At the APPG’s July meeting, Mike Batley, Deputy Director of Research Programmes at the Department of Health and Social Care (DHSC), who is accountable for the National Institute for Health Research (NIHR) research programmes at DHSC, told the APPG that just £6 million of the proposed £40 million of money set aside by the NIHR in 2018 for brain tumour research over the following five years had actually been allocated. Derek Thomas MP, Chair of the APPG, Lord O’Shaughnessy the Health Minister in 2018, and brain tumour scientist Dr Kathreena Kurian have since met, and at today’s meeting, Dr Kurian will present on a new pathway for effective and successful applications by brain tumour scientists in a drive to get more of the £40 million allocated for its original purpose.

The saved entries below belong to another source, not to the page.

//! Segwit address encoding for SCASH.
//!
//! Addresses are BIP-173/BIP-350 bech32 strings whose human-readable part
//! comes from [`NetworkParams`]: `scash1...` on mainnet, `bcrt1...` on
//! testnet. Only witness programs are supported; legacy base58 addresses are
//! rejected.

use std::fmt;

use bech32::{Fe32, Hrp, segwit};
use bitcoin::{CompressedPublicKey, Script, ScriptBuf, WitnessProgram, WitnessVersion};

use crate::error::AddressError;
use crate::network::NetworkParams;

/// A validated segwit address bound to a network prefix.
#[derive(Clone, Debug, PartialEq, Eq, Hash)]
pub struct Address {
    encoded: String,
    program: WitnessProgram,
}

impl Address {
    /// Parse and validate an address for the given network.
    ///
    /// Checks the bech32 checksum variant for the witness version, the
    /// human-readable prefix, and the witness program length.
    pub fn parse(s: &str, params: &NetworkParams) -> Result<Self, AddressError> {
        let (hrp, version, program) =
            segwit::decode(s.trim()).map_err(|e| AddressError::Bech32(e.to_string()))?;

        let hrp = hrp.to_lowercase();
        if hrp != params.bech32_hrp {
            return Err(AddressError::WrongNetwork {
                expected: params.bech32_hrp.to_string(),
                got: hrp,
            });
        }

        let version = WitnessVersion::try_from(version.to_u8())
            .map_err(|_| AddressError::InvalidVersion(version.to_u8()))?;
        let program = WitnessProgram::new(version, &program)
            .map_err(|_| AddressError::InvalidProgramLength(program.len()))?;

        Self::from_program(program, params)
    }

    /// The native segwit (P2WPKH) address of a compressed public key.
    ///
    /// Fails only when `params` carries a malformed HRP.
    pub fn p2wpkh(
        public_key: &CompressedPublicKey,
        params: &NetworkParams,
    ) -> Result<Self, AddressError> {
        Self::from_program(WitnessProgram::p2wpkh(public_key), params)
    }

    /// Recover the address paying to a witness `script_pubkey`.
    pub fn from_script(script: &Script, params: &NetworkParams) -> Result<Self, AddressError> {
        let version = script.witness_version().ok_or(AddressError::NotWitnessScript)?;
        let bytes = script.as_bytes();
        if bytes.len() < 4 {
            return Err(AddressError::NotWitnessScript);
        }
        let program = WitnessProgram::new(version, &bytes[2..])
            .map_err(|_| AddressError::InvalidProgramLength(bytes.len() - 2))?;
        Self::from_program(program, params)
    }

    fn from_program(program: WitnessProgram, params: &NetworkParams) -> Result<Self, AddressError> {
        let hrp = Hrp::parse(params.bech32_hrp).map_err(|e| AddressError::Bech32(e.to_string()))?;
        let version = Fe32::try_from(program.version().to_num())
            .map_err(|_| AddressError::InvalidVersion(program.version().to_num()))?;
        let encoded = segwit::encode(hrp, version, program.program().as_bytes())
            .map_err(|e| AddressError::Bech32(e.to_string()))?;
        Ok(Self { encoded, program })
    }

    /// The locking script paying to this address.
    pub fn script_pubkey(&self) -> ScriptBuf {
        ScriptBuf::new_witness_program(&self.program)
    }

    /// The witness version of the program.
    pub fn witness_version(&self) -> WitnessVersion {
        self.program.version()
    }

    /// Canonical lowercase string form.
    pub fn as_str(&self) -> &str {
        &self.encoded
    }
}

impl fmt::Display for Address {
    fn fmt(&self, f: &mut fmt::Formatter<'_>) -> fmt::Result {
        f.write_str(&self.encoded)
    }
}

/// Whether `s` is a valid address on the given network.
pub fn validate_address(s: &str, params: &NetworkParams) -> bool {
    Address::parse(s, params).is_ok()
}
//! Chain parameters for SCASH mainnet and testnet.
//!
//! The testnet profile is the regtest-style chain the public test nodes run;
//! it shares every version byte with mainnet and differs only in the bech32
//! prefix and the platform fee address.

use serde::{Deserialize, Serialize};

/// Which SCASH chain a wallet talks to.
#[derive(Clone, Copy, Debug, PartialEq, Eq, Hash, Serialize, Deserialize, Default)]
pub enum Network {
    #[default]
    Mainnet,
    Testnet,
}

impl Network {
    /// Select the network from an "is test network" flag.
    pub fn from_testnet_flag(is_testnet: bool) -> Self {
        if is_testnet {
            Network::Testnet
        } else {
            Network::Mainnet
        }
    }

    /// The immutable parameter set for this network.
    pub fn params(&self) -> &'static NetworkParams {
        match self {
            Network::Mainnet => &MAINNET,
            Network::Testnet => &TESTNET,
        }
    }
}

/// BIP-32 extended key version bytes.
#[derive(Clone, Copy, Debug, PartialEq, Eq)]
pub struct Bip32Versions {
    pub public: u32,
    pub private: u32,
}

/// Immutable chain constants.
#[derive(Clone, Debug, PartialEq, Eq)]
pub struct NetworkParams {
    pub network: Network,
    /// Prefix prepended when hashing signed messages.
    pub message_prefix: &'static str,
    /// Bech32 human-readable part of segwit addresses.
    pub bech32_hrp: &'static str,
    pub bip32: Bip32Versions,
    /// Legacy P2PKH address version byte.
    pub pubkey_hash: u8,
    /// Legacy P2SH address version byte.
    pub script_hash: u8,
    /// WIF private key version byte.
    pub wif: u8,
    /// Destination of the platform fee output.
    pub platform_fee_address: &'static str,
}

pub const MAINNET: NetworkParams = NetworkParams {
    network: Network::Mainnet,
    message_prefix: "\x18Scash Signed Message:\n",
    bech32_hrp: "scash",
    bip32: Bip32Versions {
        public: 0x0488_b21e,
        private: 0x0488_ade4,
    },
    pubkey_hash: 0x3c,
    script_hash: 0x7d,
    wif: 0x80,
    platform_fee_address: "scash1qdq0sa4wxav36k7a4gwxq3k6dk0ahpqfsz8xpvg",
};

pub const TESTNET: NetworkParams = NetworkParams {
    network: Network::Testnet,
    message_prefix: "\x18Scash Signed Message:\n",
    bech32_hrp: "bcrt",
    bip32: Bip32Versions {
        public: 0x0488_b21e,
        private: 0x0488_ade4,
    },
    pubkey_hash: 0x3c,
    script_hash: 0x7d,
    wif: 0x80,
    platform_fee_address: "bcrt1q8zlevurcf7ht49v7m83jz9v8uvqyturrg2w96t",
};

Other topics for discussion will be the issues facing brain tumour patients returning to driving having had to surrender their driving licence on diagnosis, the relevance to UK brain tumour patients of the worldwide Brain Tumour Patients’ Charter of Rights and the barriers to UK clinical trials for new brain tumour therapeutics.
Minutes of the meeting will be posted on our website on Friday, as will a briefing for today’s meeting produced for Parliamentarians. Keep up to date by following the hashtag #APPGBT on Twitter today and join our campaigning database to stay fully looped into the Brain Tumour Research campaigning agenda. Full details are here.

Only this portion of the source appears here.